Augenfällig ist dieser blinde Fleck etwa beim Gutachten des Wissenschaftlichen Beirats der Bundesregierung Globale Umweltveränderungen zur »Großen Transformation« (WGBU 2011). Dort wird ein Gesellschaftsvertrag skizziert, der in den nächsten zehn Jahren auf die Beine gestellt werden müsste. Dem stehen ominöse »Hemmnisse und Blockaden« aus »Interessenstrukturen« entgegen, die in dem »auf fossilen Energieträgern beruhenden Wirtschaftsmodell« verankert sind. Mehr nicht. Nichts von Eigentumsverhältnissen, von Profiten und Geld-Macht-Komplexen, von notwendigen Kämpfen. Selbst diese Andeutung ruft Gegenwehr hervor: Es geht ans Eingemachte.
»Ziel des Gesellschaftsvertrages für die Transformation zur nachhaltigen Gesellschaft ist der Erhalt der natürlichen Lebensgrundlagen für heutige und künftige Generationen.
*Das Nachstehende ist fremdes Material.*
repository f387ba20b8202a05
//! Parsing error types for page extraction
//!
//! Row-level variants are recoverable: the offending row is dropped and the
//! rest of the page is still extracted. Selector variants are configuration
//! problems and abort extractor construction.

use thiserror::Error;

use crate::domain::price::PriceError;

#[derive(Error, Debug, Clone, PartialEq, Eq)]
pub enum ParsingError {
    #[error("Required field '{field}' not found in row")]
    RequiredFieldMissing { field: &'static str },

    #[error("Unparseable {field} '{raw}': {source}")]
    InvalidPrice {
        field: &'static str,
        raw: String,
        #[source]
        source: PriceError,
    },

    #[error("Listing has neither a bid nor a buyout price")]
    NoPrice,

    #[error("Unparseable timestamp '{raw}'")]
    InvalidTimestamp { raw: String, tried_formats: Vec<String> },

    #[error("Invalid CSS selector: {selector} - {reason}")]
    InvalidSelector { selector: String, reason: String },

    #[error("No valid selectors for '{field}': {errors}")]
    NoValidSelectors { field: String, errors: String },
}

impl ParsingError {
    pub fn required_field_missing(field: &'static str) -> Self {
        Self::RequiredFieldMissing { field }
    }

    pub fn invalid_price(field: &'static str, raw: &str, source: PriceError) -> Self {
        Self::InvalidPrice {
            field,
            raw: raw.trim().to_string(),
            source,
        }
    }

    pub fn invalid_timestamp(raw: &str, tried_formats: &[String]) -> Self {
        Self::InvalidTimestamp {
            raw: raw.trim().to_string(),
            tried_formats: tried_formats.to_vec(),
        }
    }

    pub fn invalid_selector(selector: &str, reason: impl ToString) -> Self {
        Self::InvalidSelector {
            selector: selector.to_string(),
            reason: reason.to_string(),
        }
    }

    /// Check if extraction can continue past this error
    pub fn is_recoverable(&self) -> bool {
        match self {
            Self::RequiredFieldMissing { .. }
            | Self::InvalidPrice { .. }
            | Self::NoPrice
            | Self::InvalidTimestamp { .. } => true,
            Self::InvalidSelector { .. } | Self::NoValidSelectors { .. } => false,
        }
    }
}

pub type ParsingResult<T> = Result<T, ParsingError>;
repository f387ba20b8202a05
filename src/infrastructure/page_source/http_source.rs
//! Page source over plain HTTP for server-rendered pages

use std::sync::Arc;
use std::time::Duration;

use anyhow::{Context, Result};
use async_trait::async_trait;
use governor::clock::DefaultClock;
use governor::state::{InMemoryState, NotKeyed};
use governor::{Quota, RateLimiter};
use reqwest::header::{HeaderMap, HeaderValue, USER_AGENT};
use reqwest::{Client, StatusCode};
use scraper::Html;
use tracing::{debug, info};
use url::Url;

use super::{NavigationError, NextControl, PageSource, PageSourceFactory, RenderedPage};
use crate::infrastructure::config::SiteConfig;
use crate::infrastructure::parsing::{NextLink, PageNavigator};

type DirectRateLimiter = RateLimiter<NotKeyed, InMemoryState, DefaultClock>;

/// Current position in the live listings
#[derive(Debug, Clone)]
struct ListingCursor {
    page_number: u32,
    page: RenderedPage,
}

/// Fetches history pages by number and walks listings by following the next link
pub struct HttpPageSource {
    client: Client,
    base_url: Url,
    history_url: Url,
    rate_limiter: Option<DirectRateLimiter>,
    navigator: Arc<PageNavigator>,
    cursor: Option<ListingCursor>,
}

impl HttpPageSource {
    pub fn new(site: &SiteConfig, navigator: Arc<PageNavigator>) -> Result<Self> {
        let mut headers = HeaderMap::new();
        headers.insert(
            USER_AGENT,
            HeaderValue::from_str(&site.user_agent).context("Invalid user agent")?,
        );

        let client = Client::builder()
            .timeout(Duration::from_millis(site.request_timeout_ms))
            .default_headers(headers)
            .cookie_store(true)
            .gzip(true)
            .brotli(true)
            .build()
            .context("Failed to create HTTP client")?;

        let base_url = Url::parse(&site.base_url)
            .with_context(|| format!("Invalid base URL: {}", site.base_url))?;
        let history_url = base_url
            .join(&site.history_path)
            .with_context(|| format!("Invalid history path: {}", site.history_path))?;

        let rate_limiter = Quota::with_period(Duration::from_millis(site.request_delay_ms))
            .map(RateLimiter::direct);

        Ok(Self {
            client,
            base_url,
            history_url,
            rate_limiter,
            navigator,
            cursor: None,
        })
    }

    pub fn history_page_url(&self, page_number: u32) -> Url {
        with_page(&self.history_url, page_number)
    }

    pub fn listings_page_url(&self, page_number: u32) -> Url {
        with_page(&self.base_url, page_number)
    }

    async fn fetch(&self, url: &Url, page_number: u32) -> Result<RenderedPage, NavigationError> {
        if let Some(limiter) = &self.rate_limiter {
            limiter.until_ready().await;
        }

        debug!("Fetching URL: {}", url);
        let response = self.client.get(url.clone()).send().await.map_err(|e| {
            if e.is_timeout() {
                NavigationError::timeout(url.as_str())
            } else {
                NavigationError::Transport {
                    url: url.to_string(),
                    message: e.to_string(),
                }
            }
        })?;

        let status = response.status();
        if status == StatusCode::NOT_FOUND {
            return Err(NavigationError::PageNotFound { page_number });
        }
        if !status.is_success() {
            return Err(NavigationError::HttpStatus {
                status: status.as_u16(),
                url: url.to_string(),
            });
        }

        let final_url = response.url().to_string();
        let html = response.text().await.map_err(|e| NavigationError::Transport {
            url: url.to_string(),
            message: format!("Failed to read response body: {e}"),
        })?;

        debug!("Fetched {} ({} chars)", final_url, html.len());
        Ok(RenderedPage::new(final_url, html))
    }

    fn current_next_link(&self) -> Result<(NextLink, &ListingCursor), NavigationError> {
        let cursor = self.cursor.as_ref().ok_or_else(|| NavigationError::InvalidTarget {
            target: "listings have not been opened".to_string(),
        })?;
        let document = Html::parse_document(&cursor.page.html);
        Ok((self.navigator.next_link(&document), cursor))
    }

    fn indicated_page(&self, page: &RenderedPage) -> Option<u32> {
        let document = Html::parse_document(&page.html);
        self.navigator.page_indicator(&document).map(|i| i.current)
    }
}

fn with_page(url: &Url, page_number: u32) -> Url {
    let mut url = url.clone();
    url.query_pairs_mut()
        .clear()
        .append_pair("page", &page_number.to_string());
    url
}

#[async_trait]
impl PageSource for HttpPageSource {
    async fn open_history_page(&mut self, page_number: u32) -> Result<RenderedPage, NavigationError> {
        if page_number == 0 {
            return Err(NavigationError::InvalidTarget {
                target: "history page 0".to_string(),
            });
        }
        let url = self.history_page_url(page_number);
        self.fetch(&url, page_number).await
    }

    async fn open_listings(&mut self) -> Result<RenderedPage, NavigationError> {
        let url = self.base_url.clone();
        let page = self.fetch(&url, 1).await?;
        self.cursor = Some(ListingCursor {
            page_number: 1,
            page: page.clone(),
        });
        Ok(page)
    }

    async fn next_control(&mut self) -> Result<NextControl, NavigationError> {
        let (link, _) = self.current_next_link()?;
        Ok(link.control)
    }

    async fn click_next(&mut self) -> Result<RenderedPage, NavigationError> {
        let (target, next_number) = {
            let (link, cursor) = self.current_next_link()?;
            if link.control != NextControl::Enabled {
                return Err(NavigationError::MissingControl {
                    control: "next".to_string(),
                });
            }
            let next_number = cursor.page_number + 1;
            let target = match link.href.as_deref() {
                Some(href) if !href.starts_with('#') && !href.starts_with("javascript:") => {
                    let current = Url::parse(&cursor.page.url).unwrap_or_else(|_| self.base_url.clone());
                    current.join(href).map_err(|e| NavigationError::InvalidTarget {
                        target: format!("{href}: {e}"),
                    })?
                }
                _ => self.listings_page_url(next_number),
            };
            (target, next_number)
        };

        let page = self.fetch(&target, next_number).await?;
        let page_number = self.indicated_page(&page).unwrap_or(next_number);
        info!("Navigated to listings page {}", page_number);
        self.cursor = Some(ListingCursor {
            page_number,
            page: page.clone(),
        });
        Ok(page)
    }
}

/// One HTTP source per worker, each with its own client and pacing
pub struct HttpPageSourceFactory {
    site: SiteConfig,
    navigator: Arc<PageNavigator>,
}

impl HttpPageSourceFactory {
    pub fn new(site: SiteConfig, navigator: Arc<PageNavigator>) -> Self {
        Self { site, navigator }
    }
}

impl PageSourceFactory for HttpPageSourceFactory {
    fn create(&self, worker_id: usize) -> Result<Box<dyn PageSource>> {
        debug!("Creating HTTP page source for worker {}", worker_id);
        let source = HttpPageSource::new(&self.site, Arc::clone(&self.navigator))?;
        Ok(Box::new(source))
    }
}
Er kombiniert Zukunftsverantwortung mit demokratischer Teilhabe. […] Zentrales Element ist der gestaltende Staat […] Die große Transformation verlangt Technologiesprünge, neue Wohlfahrtskonzepte, vielfältige soziale Innovation sowie ein bisher unerreichtes Niveau an internationaler Kooperation.« (ebd., 1)
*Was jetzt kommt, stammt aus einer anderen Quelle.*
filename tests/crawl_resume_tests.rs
//! End-to-end history crawl tests over replayed pages

use std::sync::Arc;

use async_trait::async_trait;
use rust_decimal::Decimal;
use tokio_util::sync::CancellationToken;

use sk_market_scout::application::HistoryCrawl;
use sk_market_scout::crawling::{BatchWorkerPool, CrawlPlan, WorkerError};
use sk_market_scout::domain::CheckpointLedger;
use sk_market_scout::infrastructure::config::AppConfig;
use sk_market_scout::infrastructure::history_store::{
    BatchFlush, BatchSink, HistoryStore, MergeOutcome, StoreError, StoreResult,
};
use sk_market_scout::infrastructure::page_source::replay_source::ReplayPages;
use sk_market_scout::infrastructure::page_source::{NavigationError, ReplayPageSourceFactory};
use sk_market_scout::infrastructure::parsing::{HistoryExtractor, PageNavigator};
use sk_market_scout::infrastructure::retry_manager::RetryPolicy;

fn row(name: &str, price: &str) -> String {
    format!(
        r#"<tr>
             <td><span>{name}</span></td>
             <td><div class="flex justify-end">{price}</div></td>
             <td><div class="flex justify-end">01/15/2025</div><small>3:04:05 PM</small></td>
           </tr>"#
    )
}

fn history_page(rows: &[String]) -> String {
    format!(
        "<html><body><main><div>Sales</div><div><table><tbody>{}</tbody></table></div></main></body></html>",
        rows.concat()
    )
}

/// One sale per page: "Item {n}" sold for n * 10
fn pages(count: u32) -> ReplayPages {
    (1..=count).fold(ReplayPages::new(), |pages, n| {
        pages.with_history_page(n, history_page(&[row(&format!("Item {n}"), &(n * 10).to_string())]))
    })
}

fn plan(end_page: u32, worker_count: usize, batch_size: u32) -> CrawlPlan {
    CrawlPlan {
        start_page: 1,
        end_page,
        worker_count,
        batch_size,
    }
}

fn navigator() -> Arc<PageNavigator> {
    Arc::new(PageNavigator::new().unwrap())
}

fn pool(
    plan: CrawlPlan,
    factory: Arc<ReplayPageSourceFactory>,
    sink: Arc<dyn BatchSink>,
    flush_attempts: u32,
) -> BatchWorkerPool {
    BatchWorkerPool::new(
        plan,
        factory,
        sink,
        Arc::new(HistoryExtractor::new().unwrap()),
        CancellationToken::new(),
    )
    .with_retry_policies(RetryPolicy::immediate(3), RetryPolicy::immediate(flush_attempts))
}

#[tokio::test]
async fn resumes_after_last_checkpoint() {
    let dir = tempfile::tempdir().unwrap();
    let store = Arc::new(HistoryStore::new(dir.path()));
    let plan = plan(6, 1, 2);

    let mut ledger = CheckpointLedger::new(plan.fingerprint());
    ledger.record_flush(0, 1, 6, 3, &[]);
    store.save_checkpoints(&ledger).await.unwrap();

    let factory = Arc::new(ReplayPageSourceFactory::new(pages(6), navigator()));
    let summary = pool(plan, Arc::clone(&factory), store.clone(), 1).run().await.unwrap();

    assert_eq!(factory.requested_pages(), vec![4, 5, 6]);
    assert_eq!(summary.reports[0].resumed_from, Some(4));
    assert_eq!(summary.pages_processed(), 3);

    let history = store.load().await.unwrap();
    assert_eq!(history.len(), 3);
    assert!(history.contains_key("Item 4"));
    assert!(!history.contains_key("Item 1"));

    let ledger = store.load_checkpoints().await.unwrap().unwrap();
    assert!(ledger.checkpoint(0).unwrap().is_complete());
}

#[tokio::test]
async fn completed_plan_requests_nothing_on_rerun() {
    let dir = tempfile::tempdir().unwrap();
    let store = Arc::new(HistoryStore::new(dir.path()));

    let first = Arc::new(ReplayPageSourceFactory::new(pages(4), navigator()));
    let summary = pool(plan(4, 2, 2), first, store.clone(), 1).run().await.unwrap();
    assert_eq!(summary.records_appended(), 4);

    let second = Arc::new(ReplayPageSourceFactory::new(pages(4), navigator()));
    let summary = pool(plan(4, 2, 2), Arc::clone(&second), store.clone(), 1)
        .run()
        .await
        .unwrap();
    assert!(second.requested_pages().is_empty());
    assert_eq!(summary.records_appended(), 0);
    assert_eq!(sk_market_scout::domain::history::total_entries(&store.load().await.unwrap()), 4);
}

#[tokio::test]
async fn changed_plan_discards_checkpoints() {
    let dir = tempfile::tempdir().unwrap();
    let store = Arc::new(HistoryStore::new(dir.path()));

    let mut stale = CheckpointLedger::new("some other plan");
    stale.record_flush(0, 1, 3, 3, &[]);
    store.save_checkpoints(&stale).await.unwrap();

    let factory = Arc::new(ReplayPageSourceFactory::new(pages(3), navigator()));
    pool(plan(3, 1, 5), Arc::clone(&factory), store.clone(), 1)
        .run()
        .await
        .unwrap();

    assert_eq!(factory.requested_pages(), vec![1, 2, 3]);
    let ledger = store.load_checkpoints().await.unwrap().unwrap();
    assert_eq!(ledger.plan_fingerprint, plan(3, 1, 5).fingerprint());
}

#[tokio::test]
async fn malformed_row_is_dropped_and_batch_completes() {
    let dir = tempfile::tempdir().unwrap();
    let store = Arc::new(HistoryStore::new(dir.path()));

    let replay = pages(3).with_history_page(
        2,
        history_page(&[row("Item 2", "20"), row("Sun Shards", "N/A")]),
    );
    let factory = Arc::new(ReplayPageSourceFactory::new(replay, navigator()));
    let summary = pool(plan(3, 1, 3), factory, store.clone(), 1).run().await.unwrap();

    assert_eq!(summary.pages_processed(), 3);
    assert_eq!(summary.rows_dropped(), 1);
    assert_eq!(summary.records_appended(), 3);
    assert!(!summary.has_halted_workers());

    let history = store.load().await.unwrap();
    assert!(!history.contains_key("Sun Shards"));
    assert_eq!(history["Item 2"][0].price, Decimal::from(20));
}

#[tokio::test]
async fn transient_failures_are_retried_then_skipped() {
    let dir = tempfile::tempdir().unwrap();
    let store = Arc::new(HistoryStore::new(dir.path()));

    let factory = Arc::new(
        ReplayPageSourceFactory::new(pages(4), navigator()).with_customizer(|_, source| {
            source
                .fail_history_page(2, NavigationError::timeout("history page 2"), 1)
                .fail_history_page(3, NavigationError::timeout("history page 3"), 5)
        }),
    );
    let summary = pool(plan(4, 1, 10), Arc::clone(&factory), store.clone(), 1)
        .run()
        .await
        .unwrap();

    assert_eq!(factory.requested_pages(), vec![1, 2, 2, 3, 3, 3, 4]);
    assert_eq!(summary.pages_processed(), 3);
    assert_eq!(summary.pages_skipped(), 1);
    assert_eq!(summary.failed_pages(), vec![3]);

    let ledger = store.load_checkpoints().await.unwrap().unwrap();
    assert!(ledger.failed_pages.contains(&3));
    assert!(ledger.checkpoint(0).unwrap().is_complete());
}

#[tokio::test]
async fn end_of_history_completes_the_chunk() {
    let dir = tempfile::tempdir().unwrap();
    let store = Arc::new(HistoryStore::new(dir.path()));

    let factory = Arc::new(ReplayPageSourceFactory::new(pages(3), navigator()));
    let summary = pool(plan(5, 1, 2), Arc::clone(&factory), store.clone(), 1)
        .run()
        .await
        .unwrap();

    assert_eq!(factory.requested_pages(), vec![1, 2, 3, 4]);
    assert_eq!(summary.pages_processed(), 3);
    assert_eq!(summary.pages_skipped(), 0);

    let ledger = store.load_checkpoints().await.unwrap().unwrap();
    assert_eq!(ledger.checkpoint(0).unwrap().last_completed_page, Some(5));
}

/// Delegates to a real store but rejects every flush from one worker
struct FailingSink {
    inner: HistoryStore,
    failing_worker: usize,
}

#[async_trait]
impl BatchSink for FailingSink {
    async fn load_checkpoints(&self) -> StoreResult<Option<CheckpointLedger>> {
        self.inner.load_checkpoints().await
    }

    async fn save_checkpoints(&self, ledger: &CheckpointLedger) -> StoreResult<()> {
        self.inner.save_checkpoints(ledger).await
    }

    async fn flush_batch(&self, flush: &BatchFlush, label: &str) -> StoreResult<MergeOutcome> {
        if flush.worker_id == self.failing_worker {
            return Err(StoreError::Io {
                path: self.inner.store_path().to_path_buf(),
                source: std::io::Error::other("disk full"),
            });
        }
        self.inner.flush_batch(flush, label).await
    }
}

#[tokio::test]
async fn persistence_failure_halts_only_that_worker() {
    let dir = tempfile::tempdir().unwrap();
    let sink = Arc::new(FailingSink {
        inner: HistoryStore::new(dir.path()),
        failing_worker: 1,
    });

    let factory = Arc::new(ReplayPageSourceFactory::new(pages(4), navigator()));
    let summary = pool(plan(4, 2, 2), factory, sink.clone(), 2).run().await.unwrap();

    assert!(summary.has_halted_workers());
    let halted = summary.halted_workers();
    assert_eq!(halted.len(), 1);
    assert_eq!(halted[0].worker_id, 1);
    assert!(matches!(
        halted[0].halted,
        Some(WorkerError::Persistence { attempts: 2, .. })
    ));

    let healthy = &summary.reports[0];
    assert!(healthy.halted.is_none());
    assert_eq!(healthy.batches_flushed, 1);

    let history = sink.inner.load().await.unwrap();
    assert_eq!(history.len(), 2);
    assert!(history.contains_key("Item 1") && history.contains_key("Item 2"));

    let ledger = sink.inner.load_checkpoints().await.unwrap().unwrap();
    assert!(ledger.checkpoint(0).unwrap().is_complete());
    assert!(ledger.checkpoint(1).is_none());
}

#[tokio::test]
async fn history_crawl_use_case_runs_from_config() {
    let dir = tempfile::tempdir().unwrap();
    let mut config = AppConfig::default();
    config.storage.data_dir = dir.path().to_path_buf();
    config.crawl.total_pages = 3;
    config.crawl.worker_count = 2;
    config.crawl.batch_size = 1;
    config.crawl.retry_base_delay_ms = 0;
    config.crawl.retry_max_delay_ms = 0;

    let factory = Arc::new(ReplayPageSourceFactory::new(pages(3), navigator()));
    let crawl = HistoryCrawl::new(config, factory);
    assert_eq!(crawl.plan().partition().len(), 2);

    let summary = crawl.run(CancellationToken::new()).await.unwrap();
    assert_eq!(summary.records_appended(), 3);
    assert_eq!(summary.batches_flushed(), 3);

    let store = HistoryStore::new(dir.path());
    assert_eq!(store.load().await.unwrap().len(), 3);
}

#[tokio::test]
async fn cancelled_crawl_fetches_nothing() {
    let dir = tempfile::tempdir().unwrap();
    let store = Arc::new(HistoryStore::new(dir.path()));
    let cancel = CancellationToken::new();
    cancel.cancel();

    let factory = Arc::new(ReplayPageSourceFactory::new(pages(3), navigator()));
    let summary = BatchWorkerPool::new(
        plan(3, 1, 2),
        factory.clone(),
        store,
        Arc::new(HistoryExtractor::new().unwrap()),
        cancel,
    )
    .run()
    .await
    .unwrap();

    assert!(factory.requested_pages().is_empty());
    assert!(summary.was_cancelled());
}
Müsste eine solche Transformation nicht sozialistisch sein?
Transformation ist freilich ohne Kampf, ohne aktives Eingreifen in Macht- und Eigentumsverhältnisse nicht zu haben. Wäre nicht der grüne, demokratische Sozialismus das zeitgemäße Gerüst für den neuen Gesellschaftsvertrag jenseits des fossilen oder begrünten Kapitalismus? Die natürlichen Lebensgrundlagen weltweit und für die Zukunft zu erhalten, das ist die soziale Frage unseres Jahrhunderts, die ohne Umverteilung, gesellschaftliche Planung, Demokratisierung, Gemeinnützigkeit, Kooperation statt Konkurrenz – kurz: ohne Veränderung der Produktions-, Lebens- und Regulationsweise – nicht gelöst werden kann. Auch nicht ohne Eingriffe in die Verfügungsgewalt der kapitalistischen Industrien.
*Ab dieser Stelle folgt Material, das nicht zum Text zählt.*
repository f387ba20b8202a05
//! Parsing error re-export

pub use crate::infrastructure::parsing_error::{ParsingError, ParsingResult};
//! Application layer module
//!
//! Use cases that orchestrate the domain logic over the infrastructure:
//! the history crawl and the live auction evaluation.

pub mod auction_evaluation;
pub mod evaluator;
pub mod history_crawl;

pub use auction_evaluation::{EvaluationReport, ListingCollection, RecommendationTable, collect_listings, render_table, run_auction_evaluation, write_exports};
pub use evaluator::Evaluator;
pub use history_crawl::HistoryCrawl;
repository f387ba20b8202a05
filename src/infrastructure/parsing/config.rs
//! Selector configuration for page extraction
//!
//! Every field is an ordered list of CSS selectors; the first one that
//! matches wins, so a site layout change can be absorbed by appending a
//! fallback in the config file instead of a code change.

use serde::{Deserialize, Serialize};

/// Main selector configuration
#[derive(Debug, Clone, PartialEq, Eq, Serialize, Deserialize)]
#[serde(default)]
pub struct SelectorConfig {
    pub history: HistorySelectors,
    pub listings: ListingSelectors,
    pub navigation: NavigationSelectors,

    /// `chrono` formats for "date time" cell text, tried in order
    pub timestamp_formats: Vec<String>,

    /// Date-only fallbacks, interpreted at midnight
    pub date_formats: Vec<String>,
}

impl Default for SelectorConfig {
    fn default() -> Self {
        Self {
            history: HistorySelectors::default(),
            listings: ListingSelectors::default(),
            navigation: NavigationSelectors::default(),
            timestamp_formats: vec!["%m/%d/%Y %I:%M:%S %p".to_string()],
            date_formats: vec!["%m/%d/%Y".to_string()],
        }
    }
}

/// CSS selectors for the sales history table
#[derive(Debug, Clone, PartialEq, Eq, Serialize, Deserialize)]
#[serde(default)]
pub struct HistorySelectors {
    pub row: Vec<String>,
    pub item_name: Vec<String>,
    pub price: Vec<String>,
    pub date: Vec<String>,
    pub time: Vec<String>,
}

impl Default for HistorySelectors {
    fn default() -> Self {
        Self {
            row: vec![
                "main > div:nth-of-type(2) table tbody tr".to_string(),
                "table tbody tr".to_string(),
            ],
            item_name: vec!["td:nth-child(1) span".to_string()],
            price: vec![
                "td:nth-child(2) div.justify-end".to_string(),
                "td:nth-child(2)".to_string(),
            ],
            date: vec!["td:nth-child(3) div.justify-end".to_string()],
            time: vec!["td:nth-child(3) small".to_string()],
        }
    }
}

/// CSS selectors for the live auctions table
#[derive(Debug, Clone, PartialEq, Eq, Serialize, Deserialize)]
#[serde(default)]
pub struct ListingSelectors {
    pub row: Vec<String>,
    pub item_name: Vec<String>,
    pub bid_price: Vec<String>,
    pub buyout_price: Vec<String>,
    pub time_left: Vec<String>,
}

impl Default for ListingSelectors {
    fn default() -> Self {
        Self {
            row: vec![
                "main > div:nth-of-type(2) table tbody tr".to_string(),
                "table tbody tr".to_string(),
            ],
            item_name: vec!["td:nth-child(1) span".to_string(), "td:nth-child(1)".to_string()],
            bid_price: vec!["td:nth-child(2)".to_string()],
            buyout_price: vec!["td:nth-child(3)".to_string()],
            time_left: vec!["td:nth-child(4)".to_string()],
        }
    }
}

/// Pagination controls shared by both tables
#[derive(Debug, Clone, PartialEq, Eq, Serialize, Deserialize)]
#[serde(default)]
pub struct NavigationSelectors {
    pub next_button: Vec<String>,
    /// Elements whose text carries "Page X of Y"
    pub page_indicator: Vec<String>,
    /// Button/link label used when no `next_button` selector matches
    pub next_label: String,
}

impl Default for NavigationSelectors {
    fn default() -> Self {
        Self {
            next_button: vec![
                "button[aria-label='Next page']".to_string(),
                "a[aria-label='Next page']".to_string(),
                "a[rel='next']".to_string(),
            ],
            page_indicator: vec!["main div > p".to_string(), "p".to_string()],
            next_label: "Next".to_string(),
        }
    }
}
Müssten wir eine Theorie des grünen Sozialismus erarbeiten? Warum spielt die Vision Sozialismus keine Rolle, wenn von Umwelt die Rede ist; und umgekehrt: Warum denkt, wer vom Sozialismus redet, nicht an das Naturverhältnis? Wie kann die ganze Fülle der Care-Ökonomie, die Fürsorge statt Effizienz ins Zentrum stellt, der In-Wert-Setzung von Sorgearbeit und von Natur entgegengestellt werden? Muss der grüne Sozialismus nicht »weiblich« sein, die feministische ökonomische Kritik einbeziehen? Wie lassen sich die Widersprüche unserer »imperialen Lebensweise« produktiv machen? Wer sind die »revolutionären Kräfte« und welche Rolle können Gewerkschaften spielen, deren Blütezeit eng mit einem (fordistischen) Wachstumspfad verbunden ist? Wie ließe sich nicht nur »gute Arbeit« realisieren, sondern auch das Korsett der »entfremdeten Arbeit« aufbrechen? Kann sich in Degrowth-Communities, Post-Oil-Cities und Bioenergie-Dörfern (vgl. LuXemburg 1/2012) neues emanzipatorisches Potenzial entfalten? Können gemeinnützige Unternehmen und Genossenschaften zu Projekten der Transformation werden? Lasst uns über Alternativen reden. Und lasst uns über Sozialismus reden – den grünen, demokratischen, weiblichen.